The overall retail vacancy rate in Britain has risen to 14.5% for the second quarter, as the industry continues to feel the repercussions of the pandemic.
The latest figures from the BRC-LDC vacancy monitor show that the number of empty shops is up by 2.1 percentage points on Q2 last year and has risen from 14.1% in the previous quarter. It marks the third consecutive year of growing vacancies, from Q1 2018.
Vacancies have grown among all location types. Shopping centres suffered the biggest hit, climbing to 19.4% compared with 18.4% in Q1.
On the high street, vacancies increased to 14.5%, up from 14.1% in the previous quarter.
Retail park vacancies reached 11.5% in Q1 2021, up from 10.6% in Q1. However, it remains the location with the lowest rate.
Regionally, the south of England posted lower vacancy rates while the North, where disposable income is lower, showed a higher proportion of closed shops.

Helen Dickinson, chief executive of the British Retail Consortium, said: “It comes as no surprise that the number of shuttered stores in the UK continues to rise, after retailers have been in and out of lockdown for over a year.
“While vacancy rates are rising across all retail locations, it is shopping centres, with a high proportion of fashion retailers, that have been the hardest hit by the pandemic.
“Almost one in five shopping centre units now lies empty, and more than one in eight units have been empty for more than a year. Retail parks have also been impacted from the loss of anchor stores and their vacancy rate is rising quickly.”

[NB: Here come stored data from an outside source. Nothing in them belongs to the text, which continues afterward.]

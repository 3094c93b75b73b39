//! Plan execution
//!
//! Validates plans, routes them to the right backend and reports every
//! expected failure as an [`ExecutionResult`] rather than an error.

mod backend;
mod executor;

pub use backend::{
    BindingRow, DocumentPage, DocumentQuery, DocumentStore, GraphStore, HttpDocumentStore,
    HttpGraphStore, REQUEST_CHARGE_HEADER,
};
pub use executor::QueryExecutor;

use serde::{Deserialize, Serialize};
use serde_json::Value;

/// Why an execution did not succeed
#[derive(Debug, Clone, Copy, PartialEq, Eq, Serialize, Deserialize)]
#[serde(rename_all = "snake_case")]
pub enum FailureKind {
    /// Plan rejected before any backend was touched
    Validation,
    /// Backend returned an error
    Backend,
    /// Backend did not answer in time
    Timeout,
}

/// Outcome of executing one plan
#[derive(Debug, Clone, PartialEq, Serialize, Deserialize)]
pub struct ExecutionResult {
    pub success: bool,
    pub documents: Vec<Value>,
    /// Backend-reported or estimated cost
    pub ru_cost: f64,
    pub execution_time_ms: u64,
    pub error_message: Option<String>,
    pub executed_query: Option<String>,
    /// The caller should move on to the next strategy
    pub fallback_used: bool,
    pub failure: Option<FailureKind>,
}

impl ExecutionResult {
    pub fn succeeded(documents: Vec<Value>, ru_cost: f64, execution_time_ms: u64, query: &str) -> Self {
        Self {
            success: true,
            documents,
            ru_cost,
            execution_time_ms,
            error_message: None,
            executed_query: Some(query.to_string()),
            fallback_used: false,
            failure: None,
        }
    }

    /// Plan refused by admission checks
    pub fn rejected(message: impl Into<String>) -> Self {
        Self {
            success: false,
            documents: Vec::new(),
            ru_cost: 0.0,
            execution_time_ms: 0,
            error_message: Some(message.into()),
            executed_query: None,
            fallback_used: true,
            failure: Some(FailureKind::Validation),
        }
    }

    pub fn failed(kind: FailureKind, message: impl Into<String>, execution_time_ms: u64, query: &str) -> Self {
        Self {
            success: false,
            documents: Vec::new(),
            ru_cost: 0.0,
            execution_time_ms,
            error_message: Some(message.into()),
            executed_query: Some(query.to_string()),
            fallback_used: true,
            failure: Some(kind),
        }
    }

    pub fn doc_count(&self) -> usize {
        self.documents.len()
    }
}
//! Query plans
//!
//! `QueryPlan` is the typed, validated shape every component works with.
//! `RawQueryPlan` is the string-typed shape received from the planner;
//! converting it rejects unknown strategies and query types.

use caig_common::errors::{AppError, Result};
use serde::{Deserialize, Serialize};
use serde_json::{Map, Value};
use std::fmt;
use std::str::FromStr;

/// Execution strategy
#[derive(Debug, Clone, Copy, PartialEq, Eq, Hash, Serialize, Deserialize)]
#[serde(rename_all = "SCREAMING_SNAKE_CASE")]
pub enum Strategy {
    /// Single entity lookup in the entities collection
    EntityFirst,
    /// Multi-filter or negation lookup in the contracts collection
    ContractDirect,
    /// Pre-aggregated figures for one entity
    EntityAggregation,
    /// Relationship query against the graph store
    GraphTraversal,
    /// Semantic similarity over embedded chunks
    VectorSearch,
}

impl Strategy {
    pub const ALL: [Strategy; 5] = [
        Strategy::EntityFirst,
        Strategy::ContractDirect,
        Strategy::EntityAggregation,
        Strategy::GraphTraversal,
        Strategy::VectorSearch,
    ];

    pub fn as_str(&self) -> &'static str {
        match self {
            Strategy::EntityFirst => "ENTITY_FIRST",
            Strategy::ContractDirect => "CONTRACT_DIRECT",
            Strategy::EntityAggregation => "ENTITY_AGGREGATION",
            Strategy::GraphTraversal => "GRAPH_TRAVERSAL",
            Strategy::VectorSearch => "VECTOR_SEARCH",
        }
    }

    /// Query language the strategy compiles to
    pub fn query_type(&self) -> QueryType {
        match self {
            Strategy::GraphTraversal => QueryType::Sparql,
            _ => QueryType::Sql,
        }
    }
}

impl fmt::Display for Strategy {
    fn fmt(&self, f: &mut fmt::Formatter<'_>) -> fmt::Result {
        f.write_str(self.as_str())
    }
}

impl FromStr for Strategy {
    type Err = AppError;

    fn from_str(s: &str) -> Result<Self> {
        let wanted = s.trim().to_ascii_uppercase().replace(['-', ' '], "_");
        Self::ALL
            .into_iter()
            .find(|strategy| strategy.as_str() == wanted)
            .ok_or_else(|| AppError::UnknownStrategy { value: s.to_string() })
    }
}

/// Query language of a plan
#[derive(Debug, Clone, Copy, PartialEq, Eq, Hash, Serialize, Deserialize)]
pub enum QueryType {
    #[serde(rename = "SQL")]
    Sql,
    #[serde(rename = "SPARQL")]
    Sparql,
}

impl QueryType {
    pub fn as_str(&self) -> &'static str {
        match self {
            QueryType::Sql => "SQL",
            QueryType::Sparql => "SPARQL",
        }
    }
}

impl fmt::Display for QueryType {
    fn fmt(&self, f: &mut fmt::Formatter<'_>) -> fmt::Result {
        f.write_str(self.as_str())
    }
}

impl FromStr for QueryType {
    type Err = AppError;

    fn from_str(s: &str) -> Result<Self> {
        match s.trim().to_ascii_uppercase().as_str() {
            "SQL" => Ok(QueryType::Sql),
            "SPARQL" => Ok(QueryType::Sparql),
            _ => Err(AppError::UnknownQueryType { value: s.to_string() }),
        }
    }
}

/// Named query parameter, e.g. `@governing_law_state`
#[derive(Debug, Clone, PartialEq, Serialize, Deserialize)]
pub struct QueryParameter {
    pub name: String,
    pub value: Value,
}

impl QueryParameter {
    pub fn new(name: impl Into<String>, value: impl Into<Value>) -> Self {
        Self {
            name: name.into(),
            value: value.into(),
        }
    }
}

/// A structured, executable query plan
#[derive(Debug, Clone, PartialEq, Serialize, Deserialize)]
pub struct QueryPlan {
    pub strategy: Strategy,

    /// Strategy to try when this plan fails
    pub fallback_strategy: Option<Strategy>,

    pub query_type: QueryType,

    pub query_text: String,

    /// Executor hints: `collections`, `collection`, `parameters`,
    /// `estimated_cost`, `filter`
    #[serde(default)]
    pub execution_plan: Map<String, Value>,

    /// Confidence in [0, 1]
    pub confidence: f64,

    #[serde(default)]
    pub reasoning: String,

    /// Unparsed planner output, if the plan came from the planner
    #[serde(default)]
    pub raw_response: Option<String>,
}

impl QueryPlan {
    /// Collection the plan targets: first of `collections`, else `collection`
    pub fn target_collection(&self) -> Option<&str> {
        self.execution_plan
            .get("collections")
            .and_then(|c| c.as_array())
            .and_then(|c| c.first())
            .and_then(|c| c.as_str())
            .or_else(|| {
                self.execution_plan
                    .get("collection")
                    .and_then(|c| c.as_str())
            })
            .filter(|c| !c.trim().is_empty())
    }

    /// Parameters bound to the query text
    pub fn parameters(&self) -> Vec<QueryParameter> {
        self.execution_plan
            .get("parameters")
            .and_then(|p| p.as_array())
            .map(|params| {
                params
                    .iter()
                    .filter_map(|p| serde_json::from_value(p.clone()).ok())
                    .collect()
            })
            .unwrap_or_default()
    }

    /// Bind (or rebind) one parameter
    pub fn with_parameter(mut self, name: &str, value: Value) -> Self {
        let mut params = self.parameters();
        match params.iter_mut().find(|p| p.name == name) {
            Some(existing) => existing.value = value,
            None => params.push(QueryParameter::new(name, value)),
        }

        let params = params
            .into_iter()
            .filter_map(|p| serde_json::to_value(p).ok())
            .collect();
        self.execution_plan
            .insert("parameters".to_string(), Value::Array(params));
        self
    }

    /// Cost estimate carried by the plan
    pub fn estimated_cost(&self) -> Option<f64> {
        self.execution_plan
            .get("estimated_cost")
            .and_then(|c| c.as_f64())
    }
}

/// Plan as received from the planner, before type checks
#[derive(Debug, Clone, Default, PartialEq, Serialize, Deserialize)]
pub struct RawQueryPlan {
    pub strategy: String,

    #[serde(default)]
    pub fallback_strategy: Option<String>,

    pub query_type: String,

    pub query_text: String,

    #[serde(default)]
    pub execution_plan: Value,

    pub confidence: f64,

    #[serde(default)]
    pub reasoning: String,

    #[serde(default)]
    pub raw_response: Option<String>,
}

impl TryFrom<RawQueryPlan> for QueryPlan {
    type Error = AppError;

    fn try_from(raw: RawQueryPlan) -> Result<Self> {
        let strategy = raw.strategy.parse::<Strategy>()?;
        let query_type = raw.query_type.parse::<QueryType>()?;

        let fallback_strategy = match raw.fallback_strategy.as_deref().map(str::trim) {
            None | Some("") => None,
            Some(value) => Some(value.parse::<Strategy>()?),
        };

        if !raw.confidence.is_finite() || !(0.0..=1.0).contains(&raw.confidence) {
            return Err(AppError::Validation {
                message: format!("Plan confidence {} is outside [0, 1]", raw.confidence),
            });
        }

        let execution_plan = match raw.execution_plan {
            Value::Object(map) => map,
            Value::Null => Map::new(),
            other => {
                return Err(AppError::Validation {
                    message: format!("execution_plan must be an object, got {}", other),
                })
            }
        };

        Ok(QueryPlan {
            strategy,
            fallback_strategy,
            query_type,
            query_text: raw.query_text,
            execution_plan,
            confidence: raw.confidence,
            reasoning: raw.reasoning,
            raw_response: raw.raw_response,
        })
    }
}
//! Backend abstractions
//!
//! Two kinds of backend serve plans:
//! - Document store (SQL over JSON documents, Cosmos-style REST)
//! - Graph store (SPARQL 1.1 protocol)

use crate::plan::QueryParameter;
use async_trait::async_trait;
use caig_common::config::{DocumentStoreConfig, GraphStoreConfig};
use caig_common::errors::{AppError, Result};
use reqwest::header::{HeaderValue, ACCEPT, AUTHORIZATION, CONTENT_TYPE};
use serde::{Deserialize, Serialize};
use serde_json::{Map, Value};
use std::time::Duration;
use tracing::debug;

/// Header carrying the request charge of a document query
pub const REQUEST_CHARGE_HEADER: &str = "x-ms-request-charge";

/// Parameterized document query
#[derive(Debug, Clone, PartialEq, Serialize)]
pub struct DocumentQuery {
    #[serde(rename = "query")]
    pub text: String,
    pub parameters: Vec<QueryParameter>,
}

/// Documents returned by one query
#[derive(Debug, Clone, Default, PartialEq)]
pub struct DocumentPage {
    pub documents: Vec<Value>,
    /// Backend-reported cost in request units
    pub request_charge: f64,
}

/// One SPARQL result row: variable → binding object (`{type, value, ...}`)
pub type BindingRow = Map<String, Value>;

/// SQL document store
#[async_trait]
pub trait DocumentStore: Send + Sync {
    async fn query(&self, collection: &str, query: &DocumentQuery) -> Result<DocumentPage>;
}

/// SPARQL graph store
#[async_trait]
pub trait GraphStore: Send + Sync {
    async fn query(&self, sparql: &str) -> Result<Vec<BindingRow>>;
}

#[derive(Deserialize)]
struct DocumentResponse {
    #[serde(rename = "Documents", default)]
    documents: Vec<Value>,
}

/// Document store over the REST query endpoint
pub struct HttpDocumentStore {
    client: reqwest::Client,
    endpoint: String,
    database: String,
    auth_token: Option<String>,
}

impl HttpDocumentStore {
    pub fn new(config: &DocumentStoreConfig, endpoint: &str, timeout: Duration) -> Result<Self> {
        let client = reqwest::Client::builder()
            .timeout(timeout)
            .build()
            .map_err(|e| AppError::Configuration {
                message: format!("Failed to create HTTP client: {}", e),
            })?;

        Ok(Self {
            client,
            endpoint: endpoint.trim_end_matches('/').to_string(),
            database: config.database.clone(),
            auth_token: config.auth_token.clone(),
        })
    }

    /// `None` when no endpoint is configured
    pub fn from_config(config: &DocumentStoreConfig, timeout: Duration) -> Result<Option<Self>> {
        config
            .endpoint
            .as_deref()
            .map(|endpoint| Self::new(config, endpoint, timeout))
            .transpose()
    }
}

#[async_trait]
impl DocumentStore for HttpDocumentStore {
    async fn query(&self, collection: &str, query: &DocumentQuery) -> Result<DocumentPage> {
        let url = format!(
            "{}/dbs/{}/colls/{}/docs",
            self.endpoint, self.database, collection
        );

        let mut request = self
            .client
            .post(&url)
            .header(CONTENT_TYPE, "application/query+json")
            .header("x-ms-documentdb-isquery", "True")
            .header("x-ms-documentdb-query-enablecrosspartition", "True")
            .json(query);
        if let Some(token) = &self.auth_token {
            request = request.header(AUTHORIZATION, token);
        }

        let response = request.send().await.map_err(|e| AppError::Backend {
            backend: "documents".to_string(),
            message: format!("Request failed: {}", e),
        })?;

        let status = response.status();
        let request_charge = response
            .headers()
            .get(REQUEST_CHARGE_HEADER)
            .and_then(|v: &HeaderValue| v.to_str().ok())
            .and_then(|v| v.parse::<f64>().ok())
            .unwrap_or(0.0);

        if !status.is_success() {
            let body = response.text().await.unwrap_or_default();
            return Err(AppError::Backend {
                backend: "documents".to_string(),
                message: format!("HTTP {}: {}", status, body),
            });
        }

        let body: DocumentResponse = response.json().await.map_err(|e| AppError::Backend {
            backend: "documents".to_string(),
            message: format!("Failed to parse response: {}", e),
        })?;

        debug!(
            collection = %collection,
            documents = body.documents.len(),
            request_charge,
            "Document query complete"
        );

        Ok(DocumentPage {
            documents: body.documents,
            request_charge,
        })
    }
}

#[derive(Deserialize)]
struct SparqlResults {
    #[serde(default)]
    results: Option<SparqlBindings>,
    #[serde(default)]
    boolean: Option<bool>,
}

#[derive(Deserialize)]
struct SparqlBindings {
    #[serde(default)]
    bindings: Vec<BindingRow>,
}

/// Graph store speaking the SPARQL 1.1 protocol
pub struct HttpGraphStore {
    client: reqwest::Client,
    endpoint: String,
}

impl HttpGraphStore {
    pub fn new(endpoint: &str, timeout: Duration) -> Result<Self> {
        let client = reqwest::Client::builder()
            .timeout(timeout)
            .build()
            .map_err(|e| AppError::Configuration {
                message: format!("Failed to create HTTP client: {}", e),
            })?;

        Ok(Self {
            client,
            endpoint: endpoint.to_string(),
        })
    }

    /// `None` when no endpoint is configured
    pub fn from_config(config: &GraphStoreConfig, timeout: Duration) -> Result<Option<Self>> {
        config
            .endpoint
            .as_deref()
            .map(|endpoint| Self::new(endpoint, timeout))
            .transpose()
    }
}

#[async_trait]
impl GraphStore for HttpGraphStore {
    async fn query(&self, sparql: &str) -> Result<Vec<BindingRow>> {
        let response = self
            .client
            .post(&self.endpoint)
            .header(CONTENT_TYPE, "application/sparql-query")
            .header(ACCEPT, "application/sparql-results+json")
            .body(sparql.to_string())
            .send()
            .await
            .map_err(|e| AppError::Backend {
                backend: "graph".to_string(),
                message: format!("Request failed: {}", e),
            })?;

        if !response.status().is_success() {
            let status = response.status();
            let body = response.text().await.unwrap_or_default();
            return Err(AppError::Backend {
                backend: "graph".to_string(),
                message: format!("HTTP {}: {}", status, body),
            });
        }

        let results: SparqlResults = response.json().await.map_err(|e| AppError::Backend {
            backend: "graph".to_string(),
            message: format!("Failed to parse response: {}", e),
        })?;

        Ok(into_rows(results))
    }
}

fn into_rows(results: SparqlResults) -> Vec<BindingRow> {
    if let Some(answer) = results.boolean {
        let mut row = Map::new();
        row.insert(
            "boolean".to_string(),
            serde_json::json!({"type": "literal", "value": answer}),
        );
        return vec![row];
    }
    results.results.map(|r| r.bindings).unwrap_or_default()
}

#[cfg(test)]
mod tests {
    use super::*;
    use serde_json::json;

    #[test]
    fn test_document_query_wire_shape() {
        let query = DocumentQuery {
            text: "SELECT * FROM c WHERE c.x = @x".to_string(),
            parameters: vec![QueryParameter::new("@x", "delaware")],
        };
        assert_eq!(
            serde_json::to_value(&query).unwrap(),
            json!({
                "query": "SELECT * FROM c WHERE c.x = @x",
                "parameters": [{"name": "@x", "value": "delaware"}]
            })
        );
    }

    #[test]
    fn test_sparql_results_parsing() {
        let select: SparqlResults = serde_json::from_value(json!({
            "head": {"vars": ["contract"]},
            "results": {"bindings": [
                {"contract": {"type": "uri", "value": "http://cosmosdb.com/caig#c1"}}
            ]}
        }))
        .unwrap();
        let rows = into_rows(select);
        assert_eq!(rows.len(), 1);
        assert_eq!(rows[0]["contract"]["value"], "http://cosmosdb.com/caig#c1");

        let ask: SparqlResults = serde_json::from_value(json!({"head": {}, "boolean": true})).unwrap();
        assert_eq!(into_rows(ask)[0]["boolean"]["value"], json!(true));
    }

    #[test]
    fn test_unconfigured_backends() {
        let timeout = Duration::from_secs(1);
        assert!(HttpDocumentStore::from_config(&DocumentStoreConfig::default(), timeout)
            .unwrap()
            .is_none());
        assert!(HttpGraphStore::from_config(&GraphStoreConfig::default(), timeout)
            .unwrap()
            .is_none());

        let config = GraphStoreConfig {
            endpoint: Some("http://localhost:7200/repositories/caig".to_string()),
        };
        assert!(HttpGraphStore::from_config(&config, timeout).unwrap().is_some());
    }
}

Dickinson also warned that the vacancy rate could rise further as the Covid-19 business rates holiday comes to an end.
Lucy Stainton, director of Local Data Company, said the increase in vacancies was half that of the same period in 2020, signalling “hope that we are over the worst”.
“After an initial flurry of CVAs, closures due to consumer behaviour shifts and cost-cutting exercises, retailers are now starting to dust themselves off with cautious optimism, keeping a close eye on the rapidly changing infection rate and the pace at which vaccinations are taking place; two measures that could seriously de-rail recovery efforts should they not go in the right direction,” said Stainton.
“Vacancy now sits at the highest rate ever recorded by the Local Data Company. With appetite for new space increasing but still modest, there will simply never be enough demand to meet the supply.
“The property market will be forced to think of more creative ways to utilise this space, to avoid exacerbating the already high rates of long-term voids across our retail destinations which are not only unsightly and costly for landlords, but also have a negative impact on surrounding stores.”